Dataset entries
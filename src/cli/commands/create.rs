use crate::cli::output::Output;
use crate::errors::Result;
use crate::workflow::Gitum;
use console::style;
use std::path::Path;

/// Create the gitum branches in the repository at `repo_path`
pub fn run(
    repo_path: &Path,
    merge: &str,
    dev: &str,
    upstream: &str,
    rebased: &str,
    patches: &str,
) -> Result<()> {
    let mapping = Gitum::new(repo_path).create(merge, dev, upstream, rebased, patches)?;

    Output::success("Repository is now managed by gitum");
    for (role, branch) in mapping.iter() {
        Output::sub_item(format!("{role:<8} {}", style(branch).cyan()));
    }
    Output::next_steps(&[
        "Commit your changes on the dev branch",
        "Capture them as patches: gitum update <count>",
    ]);
    Ok(())
}
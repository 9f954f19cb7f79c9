use crate::cli::output::Output;
use crate::errors::Result;
use crate::workflow::{Gitum, MergeReport, Resumed, Signal};
use std::path::Path;

pub fn run(repo_path: &Path) -> Result<()> {
    let report = Gitum::new(repo_path).merge()?;
    print_report(&report);
    Ok(())
}

pub fn resume(repo_path: &Path, signal: Signal) -> Result<()> {
    match Gitum::new(repo_path).continue_merge(signal)? {
        Resumed::Completed(report) => print_report(&report),
        Resumed::Aborted => Output::warning("Merge aborted; all gitum branches restored"),
    }
    Ok(())
}

fn print_report(report: &MergeReport) {
    if report.upstream_commits == 0 {
        Output::info("Already up to date");
        return;
    }

    Output::success(format!(
        "Merged {} upstream commits",
        report.upstream_commits
    ));
    Output::sub_item(format!("{} patches rebased", report.patches));
    if report.carried_local_edits {
        Output::sub_item("Uncaptured dev changes were carried forward");
    }
}
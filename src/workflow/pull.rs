use super::state::{parse_oids, to_strings, OperationKind, OperationState, Plan, PullPlan};
use super::{Resumed, Session, Signal};
use crate::config::Role;
use crate::errors::{GitumError, Result};
use crate::git::patches::origin_of;
use crate::git::{short_id, FastForward, PatchSeries, PickOutcome};
use git2::Oid;
use std::collections::{HashMap, HashSet};
use std::path::Path;
use tracing::{debug, info, warn};

/// Outcome of a completed pull
#[derive(Debug, Clone, PartialEq, Eq)]
pub struct PullReport {
    /// The upstream branch moved forward
    pub upstream_advanced: bool,
    /// Remote patches replayed onto dev
    pub applied: usize,
}

/// Fast-forwards upstream from a remote and replays the patches the remote
/// published that dev does not carry yet
pub struct PullEngine {
    session: Session,
}

impl PullEngine {
    pub fn begin(path: &Path) -> Result<Self> {
        Ok(Self {
            session: Session::begin(path)?,
        })
    }

    pub fn run(self, remote: &str) -> Result<PullReport> {
        self.session.require_clean()?;

        let head = self.session.repo.get_current_branch()?;
        let snapshot = self.session.snapshot()?;
        let mut state = OperationState::new(
            head,
            &snapshot,
            Plan::Pull(PullPlan {
                remote: remote.to_string(),
                picks: Vec::new(),
            }),
        );
        self.session.store.save(&state)?;

        let picks = match self.prepare(remote) {
            Ok(picks) => picks,
            Err(err) => {
                warn!("Pull from '{remote}' failed before applying patches; restoring branches");
                if let Err(rollback) = self.session.abort(&state) {
                    warn!("Could not restore branches: {rollback}");
                }
                return Err(err);
            }
        };
        state.plan = Plan::Pull(PullPlan {
            remote: remote.to_string(),
            picks: to_strings(&picks),
        });

        if picks.is_empty() {
            info!("No new patches on '{remote}'");
            return self.complete(state);
        }

        info!(
            "Applying {} new patches from '{remote}' onto '{}'",
            picks.len(),
            self.session.branch(Role::Dev)
        );
        self.session.store.save(&state)?;
        self.drive(state)
    }

    /// Check out dev, fetch, fast-forward upstream and list the patches to apply
    fn prepare(&self, remote: &str) -> Result<Vec<Oid>> {
        self.session.repo.switch_hard(self.session.branch(Role::Dev))?;
        self.session.repo.fetch(remote)?;

        let upstream = self.session.branch(Role::Upstream);
        let remote_upstream = self
            .session
            .repo
            .remote_branch_head(remote, upstream)
            .ok_or_else(|| {
                GitumError::config(format!("Remote '{remote}' has no '{upstream}' branch"))
            })?;
        match self.session.repo.fast_forward(upstream, remote_upstream)? {
            FastForward::UpToDate => debug!("'{}' is up to date", upstream),
            FastForward::Advanced => {}
            FastForward::LocalAhead => {
                info!("'{}' is ahead of {}/{}; keeping it", upstream, remote, upstream)
            }
        }

        self.new_patches(remote)
    }

    pub fn resume(path: &Path, signal: Signal) -> Result<Resumed<PullReport>> {
        let (session, state) = Session::resume(path, OperationKind::Pull)?;
        let engine = Self { session };
        match signal {
            Signal::Abort => {
                engine.session.abort(&state)?;
                Ok(Resumed::Aborted)
            }
            Signal::Continue => engine.continue_step(state).map(Resumed::Completed),
        }
    }

    /// Commits on the remote rebased branch for patches dev lacks, in queue order
    fn new_patches(&self, remote: &str) -> Result<Vec<Oid>> {
        let repo = &self.session.repo;
        let patches = self.session.branch(Role::Patches);

        let Some(remote_patches) = repo.remote_branch_head(remote, patches) else {
            warn!("Remote '{remote}' publishes no '{patches}' branch");
            return Ok(Vec::new());
        };
        let local_patches = self.session.tip(Role::Patches)?;
        if repo.is_ancestor(remote_patches, local_patches)? {
            debug!("Remote patch queue is already known locally");
            return Ok(Vec::new());
        }

        let remote_series = PatchSeries::load(repo, remote_patches)?;
        let local_series = PatchSeries::load(repo, local_patches)?;
        let mut known: HashSet<String> = local_series.origins().map(str::to_string).collect();

        let merge_tip = self.session.tip(Role::Merge)?;
        let dev_tip = self.session.tip(Role::Dev)?;
        for oid in repo.first_parent_range(merge_tip, dev_tip)? {
            let info = repo.commit_info(oid)?;
            known.insert(origin_of(&info.message).unwrap_or_else(|| oid.to_string()));
        }

        let wanted: Vec<&str> = remote_series
            .origins()
            .filter(|origin| !known.contains(*origin))
            .collect();
        if wanted.is_empty() {
            return Ok(Vec::new());
        }

        let rebased = self.session.branch(Role::Rebased);
        let merge = self.session.branch(Role::Merge);
        let remote_rebased = repo.remote_branch_head(remote, rebased).ok_or_else(|| {
            GitumError::config(format!("Remote '{remote}' has no '{rebased}' branch"))
        })?;
        let remote_merge = repo.remote_branch_head(remote, merge).ok_or_else(|| {
            GitumError::config(format!("Remote '{remote}' has no '{merge}' branch"))
        })?;

        let mut by_origin = HashMap::new();
        for oid in repo.first_parent_range(remote_merge, remote_rebased)? {
            if let Some(origin) = origin_of(&repo.commit_info(oid)?.message) {
                by_origin.insert(origin, oid);
            }
        }

        wanted
            .into_iter()
            .map(|origin| {
                by_origin.get(origin).copied().ok_or_else(|| {
                    GitumError::backend(format!(
                        "'{remote}/{rebased}' has no commit for published patch {origin}"
                    ))
                })
            })
            .collect()
    }

    fn continue_step(mut self, mut state: OperationState) -> Result<PullReport> {
        let picks = parse_oids(&plan(&state)?.picks)?;
        let dev = self.session.branch(Role::Dev);
        if self.session.repo.get_current_branch()?.as_deref() != Some(dev) {
            return Err(GitumError::invalid_state(format!(
                "The suspended pull expects '{dev}' to be checked out"
            )));
        }

        if let Some(oid) = picks.get(state.cursor).copied() {
            let message = self.session.repo.commit_info(oid)?.message;
            if let PickOutcome::Conflicted(files) = self.session.repo.finish_pick(oid, &message)? {
                return Err(self.session.suspend(&state, files));
            }
            state.cursor += 1;
            self.session.store.save(&state)?;
        }

        self.drive(state)
    }

    fn drive(mut self, mut state: OperationState) -> Result<PullReport> {
        let picks = parse_oids(&plan(&state)?.picks)?;

        while let Some(oid) = picks.get(state.cursor).copied() {
            let message = self.session.repo.commit_info(oid)?.message;
            match self.session.repo.pick(oid, &message)? {
                PickOutcome::Committed(new_id) => {
                    debug!("Pulled patch {} as {}", short_id(oid), short_id(new_id));
                }
                PickOutcome::Empty => debug!("Patch {} changes nothing on dev", short_id(oid)),
                PickOutcome::Conflicted(files) => {
                    return Err(self.session.suspend(&state, files));
                }
            }
            state.cursor += 1;
            self.session.store.save(&state)?;
        }

        self.complete(state)
    }

    fn complete(self, state: OperationState) -> Result<PullReport> {
        let upstream_advanced =
            self.session.tip(Role::Upstream)? != state.snapshot_tip(Role::Upstream)?;
        let applied = plan(&state)?.picks.len();
        self.session.finish(&state)?;

        Ok(PullReport {
            upstream_advanced,
            applied,
        })
    }
}

fn plan(state: &OperationState) -> Result<&PullPlan> {
    match &state.plan {
        Plan::Pull(plan) => Ok(plan),
        _ => Err(GitumError::config("Operation record does not hold a pull plan")),
    }
}
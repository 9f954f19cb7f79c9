//! The published patch queue.
//!
//! The patches branch holds one flat tree per revision of the queue: the
//! tracked role mapping, a quilt-style `series` file listing patch files in
//! application order, and one `git format-patch` style file per patch.
//! Every patch carries a `Gitum-Origin` trailer naming the dev commit it was
//! first captured from, which stays stable across merges and clones.

use crate::config::TRACKED_CONFIG_FILE;
use crate::errors::{GitumError, Result};
use crate::git::repository::{CommitInfo, GitRepository};
use git2::Oid;

pub const ORIGIN_TRAILER: &str = "Gitum-Origin";
pub const SERIES_FILE: &str = "series";

const MAX_SLUG_LEN: usize = 52;

/// Origin recorded in a commit message, if any
pub fn origin_of(message: &str) -> Option<String> {
    let prefix = format!("{ORIGIN_TRAILER}:");
    message
        .lines()
        .rev()
        .find_map(|line| line.strip_prefix(&prefix))
        .map(|value| value.trim().to_string())
        .filter(|value| !value.is_empty())
}

/// `message` with an origin trailer, unless it already has one
pub fn with_origin(message: &str, origin: &str) -> String {
    if origin_of(message).is_some() {
        return message.to_string();
    }
    format!("{}\n\n{ORIGIN_TRAILER}: {origin}\n", message.trim_end())
}

/// File-name friendly form of a commit summary
pub fn slugify(summary: &str) -> String {
    let mut slug = String::new();
    for c in summary.chars() {
        if c.is_ascii_alphanumeric() {
            slug.push(c.to_ascii_lowercase());
        } else if !slug.ends_with('-') && !slug.is_empty() {
            slug.push('-');
        }
        if slug.len() >= MAX_SLUG_LEN {
            break;
        }
    }
    let slug = slug.trim_end_matches('-');
    if slug.is_empty() {
        "patch".to_string()
    } else {
        slug.to_string()
    }
}

/// One patch of the queue
#[derive(Debug, Clone, PartialEq, Eq)]
pub struct PatchEntry {
    pub file_name: String,
    pub origin: String,
    pub content: String,
}

impl PatchEntry {
    fn render(index: usize, total: usize, info: &CommitInfo, diff: &str) -> Result<Self> {
        let origin = origin_of(&info.message).ok_or_else(|| {
            GitumError::config(format!(
                "Commit {} on the rebased branch has no {ORIGIN_TRAILER} trailer",
                info.id
            ))
        })?;

        let body = info
            .message
            .split_once('\n')
            .map(|(_, rest)| rest.trim())
            .unwrap_or("");

        let mut content = String::new();
        content.push_str(&format!("From {} Mon Sep 17 00:00:00 2001\n", info.id));
        content.push_str(&format!(
            "From: {} <{}>\n",
            info.author_name, info.author_email
        ));
        content.push_str(&format!(
            "Subject: [PATCH {}/{}] {}\n\n",
            index + 1,
            total,
            info.summary
        ));
        if !body.is_empty() {
            content.push_str(body);
            content.push('\n');
        }
        content.push_str("---\n");
        content.push_str(diff);

        Ok(Self {
            file_name: format!("{:04}-{}.patch", index + 1, slugify(&info.summary)),
            origin,
            content,
        })
    }

    fn parse(file_name: &str, content: String) -> Result<Self> {
        let header: String = content
            .lines()
            .take_while(|line| *line != "---")
            .collect::<Vec<_>>()
            .join("\n");
        let origin = origin_of(&header).ok_or_else(|| {
            GitumError::config(format!("Patch '{file_name}' has no {ORIGIN_TRAILER} trailer"))
        })?;

        Ok(Self {
            file_name: file_name.to_string(),
            origin,
            content,
        })
    }
}

/// Ordered patch queue
#[derive(Debug, Clone, Default, PartialEq, Eq)]
pub struct PatchSeries {
    pub entries: Vec<PatchEntry>,
}

impl PatchSeries {
    /// Render the queue from the commits on the rebased branch, oldest first
    pub fn from_commits(repo: &GitRepository, commits: &[Oid]) -> Result<Self> {
        let total = commits.len();
        let mut entries = Vec::with_capacity(total);
        for (index, oid) in commits.iter().enumerate() {
            let info = repo.commit_info(*oid)?;
            let diff = repo.patch_text(*oid)?;
            entries.push(PatchEntry::render(index, total, &info, &diff)?);
        }
        Ok(Self { entries })
    }

    /// Read the queue stored in a patches branch commit
    pub fn load(repo: &GitRepository, commit: Oid) -> Result<Self> {
        let Some(series) = repo.read_file_at(commit, SERIES_FILE)? else {
            return Ok(Self::default());
        };
        let series = String::from_utf8_lossy(&series).into_owned();

        let mut entries = Vec::new();
        for file_name in series
            .lines()
            .map(str::trim)
            .filter(|line| !line.is_empty() && !line.starts_with('#'))
        {
            let content = repo.read_file_at(commit, file_name)?.ok_or_else(|| {
                GitumError::config(format!("Series lists '{file_name}' but the file is missing"))
            })?;
            entries.push(PatchEntry::parse(
                file_name,
                String::from_utf8_lossy(&content).into_owned(),
            )?);
        }
        Ok(Self { entries })
    }

    pub fn origins(&self) -> impl Iterator<Item = &str> {
        self.entries.iter().map(|entry| entry.origin.as_str())
    }

    pub fn len(&self) -> usize {
        self.entries.len()
    }

    pub fn is_empty(&self) -> bool {
        self.entries.is_empty()
    }

    /// Flat tree content for a patches branch revision
    pub fn tree_files(&self, mapping_json: &str) -> Vec<(String, Vec<u8>)> {
        let mut series = String::new();
        for entry in &self.entries {
            series.push_str(&entry.file_name);
            series.push('\n');
        }

        let mut files = vec![
            (TRACKED_CONFIG_FILE.to_string(), mapping_json.as_bytes().to_vec()),
            (SERIES_FILE.to_string(), series.into_bytes()),
        ];
        files.extend(
            self.entries
                .iter()
                .map(|entry| (entry.file_name.clone(), entry.content.as_bytes().to_vec())),
        );
        files
    }
}
use crate::errors::{GitumError, Result};
use git2::build::CheckoutBuilder;
use git2::{
    BranchType, CherrypickOptions, DiffFormat, Oid, Repository, ResetType, Signature, Sort,
    StatusOptions,
};
use std::path::Path;
use tracing::{debug, info};

/// Abbreviated commit id for messages
pub fn short_id(oid: Oid) -> String {
    let full = oid.to_string();
    full[..full.len().min(8)].to_string()
}

/// Result of replaying one commit onto HEAD
#[derive(Debug, Clone, PartialEq, Eq)]
pub enum PickOutcome {
    /// The change was committed on HEAD
    Committed(Oid),
    /// The change was already present; nothing was committed
    Empty,
    /// Conflict markers were left in the working tree for these paths
    Conflicted(Vec<String>),
}

/// Result of a fast-forward request
#[derive(Debug, Clone, Copy, PartialEq, Eq)]
pub enum FastForward {
    UpToDate,
    Advanced,
    /// The local branch already contains the remote tip
    LocalAhead,
}

/// Commit metadata needed by the workflows
#[derive(Debug, Clone)]
pub struct CommitInfo {
    pub id: Oid,
    pub summary: String,
    pub message: String,
    pub author_name: String,
    pub author_email: String,
    pub parent_count: usize,
}

/// Wrapper around git2::Repository with the primitives gitum builds on
pub struct GitRepository {
    repo: Repository,
}
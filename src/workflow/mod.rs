//! Branch-role workflows.
//!
//! Every mutating operation runs inside a [`Session`]: the repository lock is
//! held, the role mapping is loaded, and at most one suspended operation
//! record exists. Update, merge and pull are step machines whose cursor is
//! persisted before each step and advanced only after the step commits, so a
//! conflict leaves a record that `continue_*` can resume or abort.

pub mod lock;
pub mod merge;
pub mod pull;
pub mod state;
pub mod topology;
pub mod update;

pub use lock::RepoLock;
pub use merge::MergeReport;
pub use pull::PullReport;
pub use state::{OperationKind, OperationState, StateStore};
pub use topology::{RemoveReport, RoleStatus, StatusReport};
pub use update::UpdateReport;

use crate::config::{self, Role, RoleMapping};
use crate::errors::{GitumError, Result};
use crate::git::{short_id, GitRepository, PatchSeries};
use git2::Oid;
use std::collections::BTreeMap;
use std::path::{Path, PathBuf};
use tracing::{debug, info};

/// What to do with a suspended operation
#[derive(Debug, Clone, Copy, PartialEq, Eq)]
pub enum Signal {
    /// Conflicts are resolved and staged; commit the step and go on
    Continue,
    /// Restore every role branch to its pre-operation tip
    Abort,
}

/// Result of a `continue_*` request
#[derive(Debug, Clone, PartialEq, Eq)]
pub enum Resumed<T> {
    Completed(T),
    Aborted,
}

/// Locked, mapped repository for the duration of one operation
pub struct Session {
    pub(crate) repo: GitRepository,
    pub(crate) mapping: RoleMapping,
    pub(crate) store: StateStore,
    lock: RepoLock,
}

impl Session {
    /// Open a session for a new operation
    pub fn begin(path: &Path) -> Result<Self> {
        let repo = GitRepository::open(path)?;
        let metadata_dir = config::ensure_metadata_dir(repo.git_dir())?;
        let store = StateStore::new(&metadata_dir);
        if let Some(state) = store.load()? {
            return Err(GitumError::precondition(format!(
                "A {kind} operation is in progress; run 'gitum continue_{kind}' first",
                kind = state.kind
            )));
        }

        let lock = RepoLock::acquire(&metadata_dir)?;
        let mapping = config::load_mapping(repo.git_dir())?;
        Ok(Self {
            repo,
            mapping,
            store,
            lock,
        })
    }

    /// Reopen a session suspended by a conflict in a `kind` operation
    pub fn resume(path: &Path, kind: OperationKind) -> Result<(Self, OperationState)> {
        let repo = GitRepository::open(path)?;
        let metadata_dir = config::ensure_metadata_dir(repo.git_dir())?;
        let store = StateStore::new(&metadata_dir);

        let state = store.load()?.ok_or_else(|| {
            GitumError::invalid_state(format!("No {kind} operation is in progress"))
        })?;
        if state.kind != kind {
            return Err(GitumError::invalid_state(format!(
                "The operation in progress is a {}, not a {kind}; use 'gitum continue_{}'",
                state.kind, state.kind
            )));
        }

        let mapping = config::load_mapping(repo.git_dir())?;
        let lock = RepoLock::reclaim(&metadata_dir)?;
        debug!("Resuming {} operation {} at step {}", kind, state.id, state.cursor);

        Ok((
            Self {
                repo,
                mapping,
                store,
                lock,
            },
            state,
        ))
    }

    pub fn branch(&self, role: Role) -> &str {
        self.mapping.branch(role)
    }

    /// Current tip of a role branch
    pub fn tip(&self, role: Role) -> Result<Oid> {
        self.repo.get_branch_head(self.branch(role)).map_err(|_| {
            GitumError::config(format!(
                "The {role} branch '{}' does not exist",
                self.branch(role)
            ))
        })
    }

    /// Tips of all five role branches
    pub fn snapshot(&self) -> Result<BTreeMap<Role, Oid>> {
        Role::ALL
            .into_iter()
            .map(|role| Ok((role, self.tip(role)?)))
            .collect()
    }

    pub fn require_clean(&self) -> Result<()> {
        if self.repo.is_dirty()? {
            return Err(GitumError::precondition(
                "Working tree has uncommitted changes; commit or stash them first",
            ));
        }
        Ok(())
    }

    /// Persist `state`, keep the lock and report the conflict
    pub fn suspend(&mut self, state: &OperationState, files: Vec<String>) -> GitumError {
        if let Err(e) = self.store.save(state) {
            return e;
        }
        self.lock.suspend();
        info!(
            "{} suspended at step {} with {} conflicted files",
            state.kind,
            state.cursor,
            files.len()
        );
        GitumError::conflict(state.kind, state.cursor, files)
    }

    /// Check out the branch the operation started on and drop the record
    pub fn finish(&self, state: &OperationState) -> Result<()> {
        self.return_to(state.head.as_deref())?;
        self.store.clear()?;
        info!("{} operation {} completed", state.kind, state.id);
        Ok(())
    }

    /// Put every role branch back where the snapshot found it
    pub fn abort(&self, state: &OperationState) -> Result<()> {
        let mut tips = Vec::new();
        for role in Role::ALL {
            tips.push((self.branch(role).to_string(), state.snapshot_tip(role)?));
        }
        self.repo
            .restore_branches(&tips, &format!("gitum: abort {}", state.kind))?;
        self.return_to(state.head.as_deref())?;
        self.store.clear()?;
        info!("{} operation {} aborted", state.kind, state.id);
        Ok(())
    }

    fn return_to(&self, head: Option<&str>) -> Result<()> {
        match head {
            Some(name) if self.repo.branch_exists(name) => self.repo.switch_hard(name),
            _ => self.repo.switch_hard(self.branch(Role::Dev)),
        }
    }

    /// Regenerate the patch queue from the rebased commits above `base`.
    ///
    /// Appends a commit to the patches branch only when the queue content
    /// changed. Returns the number of patches in the queue.
    pub fn publish_patches(&self, base: Oid, reason: &str) -> Result<usize> {
        let rebased_tip = self.tip(Role::Rebased)?;
        let commits = self.repo.first_parent_range(base, rebased_tip)?;
        let series = PatchSeries::from_commits(&self.repo, &commits)?;

        let tree = self
            .repo
            .build_flat_tree(&series.tree_files(&self.mapping.to_json()?))?;
        let patches_tip = self.tip(Role::Patches)?;
        if self.repo.tree_of(patches_tip)? == tree {
            debug!("Patch queue unchanged ({} patches)", series.len());
            return Ok(series.len());
        }

        let message = format!(
            "{reason}\n\nQueue of {} patches on {} {}",
            series.len(),
            self.branch(Role::Upstream),
            short_id(base)
        );
        let refname = format!("refs/heads/{}", self.branch(Role::Patches));
        self.repo
            .commit_tree(Some(&refname), tree, &[patches_tip], &message)?;
        info!("Published {} patches", series.len());
        Ok(series.len())
    }
}

/// Entry point for all gitum operations on one repository
#[derive(Debug, Clone)]
pub struct Gitum {
    path: PathBuf,
}

impl Gitum {
    pub fn new(path: &Path) -> Self {
        Self {
            path: path.to_path_buf(),
        }
    }

    pub fn path(&self) -> &Path {
        &self.path
    }

    /// Start managing the repository with the given branch names
    pub fn create(
        &self,
        merge: &str,
        dev: &str,
        upstream: &str,
        rebased: &str,
        patches: &str,
    ) -> Result<RoleMapping> {
        let mapping = RoleMapping::new(merge, dev, upstream, rebased, patches)?;
        topology::create(&self.path, mapping)
    }

    /// Clone a managed repository and recreate its role branches
    pub fn clone_from(source: &str, dest: &Path) -> Result<(Self, RoleMapping)> {
        let mapping = topology::clone(source, dest)?;
        Ok((Self::new(dest), mapping))
    }

    pub fn remove_all(&self) -> Result<RemoveReport> {
        topology::remove_all(&self.path)
    }

    pub fn status(&self) -> Result<StatusReport> {
        topology::status(&self.path)
    }

    /// Capture the last `count` dev commits as the patch set
    pub fn update(&self, count: usize) -> Result<UpdateReport> {
        update::UpdateEngine::begin(&self.path)?.run(count)
    }

    pub fn continue_update(&self, signal: Signal) -> Result<Resumed<UpdateReport>> {
        update::UpdateEngine::resume(&self.path, signal)
    }

    /// Integrate new upstream commits
    pub fn merge(&self) -> Result<MergeReport> {
        merge::MergeEngine::begin(&self.path)?.run()
    }

    pub fn continue_merge(&self, signal: Signal) -> Result<Resumed<MergeReport>> {
        merge::MergeEngine::resume(&self.path, signal)
    }

    /// Bring in upstream and patches published by `remote`
    pub fn pull(&self, remote: &str) -> Result<PullReport> {
        pull::PullEngine::begin(&self.path)?.run(remote)
    }

    pub fn continue_pull(&self, signal: Signal) -> Result<Resumed<PullReport>> {
        pull::PullEngine::resume(&self.path, signal)
    }

    /// The role mapping, or `None` when the repository is not managed
    pub fn mapping(&self) -> Result<Option<RoleMapping>> {
        let repo = GitRepository::open(&self.path)?;
        if !config::is_repo_initialized(repo.git_dir()) {
            return Ok(None);
        }
        config::load_mapping(repo.git_dir()).map(Some)
    }

    /// The suspended operation, if any
    pub fn operation(&self) -> Result<Option<OperationState>> {
        let repo = GitRepository::open(&self.path)?;
        StateStore::new(&config::metadata_dir(repo.git_dir())).load()
    }
}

_Exercise_
Look above for the line holding "content.push('\n');" and the line holding "pub fn from_commits(repo: &GitRepository, commits: &[Oid])". Retype both, and every line between them, word for word and nothing else.

_Exercise response_
            content.push('\n');
        }
        content.push_str("---\n");
        content.push_str(diff);

        Ok(Self {
            file_name: format!("{:04}-{}.patch", index + 1, slugify(&info.summary)),
            origin,
            content,
        })
    }

    fn parse(file_name: &str, content: String) -> Result<Self> {
        let header: String = content
            .lines()
            .take_while(|line| *line != "---")
            .collect::<Vec<_>>()
            .join("\n");
        let origin = origin_of(&header).ok_or_else(|| {
            GitumError::config(format!("Patch '{file_name}' has no {ORIGIN_TRAILER} trailer"))
        })?;

        Ok(Self {
            file_name: file_name.to_string(),
            origin,
            content,
        })
    }
}

/// Ordered patch queue
#[derive(Debug, Clone, Default, PartialEq, Eq)]
pub struct PatchSeries {
    pub entries: Vec<PatchEntry>,
}

impl PatchSeries {
    /// Render the queue from the commits on the rebased branch, oldest first
    pub fn from_commits(repo: &GitRepository, commits: &[Oid]) -> Result<Self> {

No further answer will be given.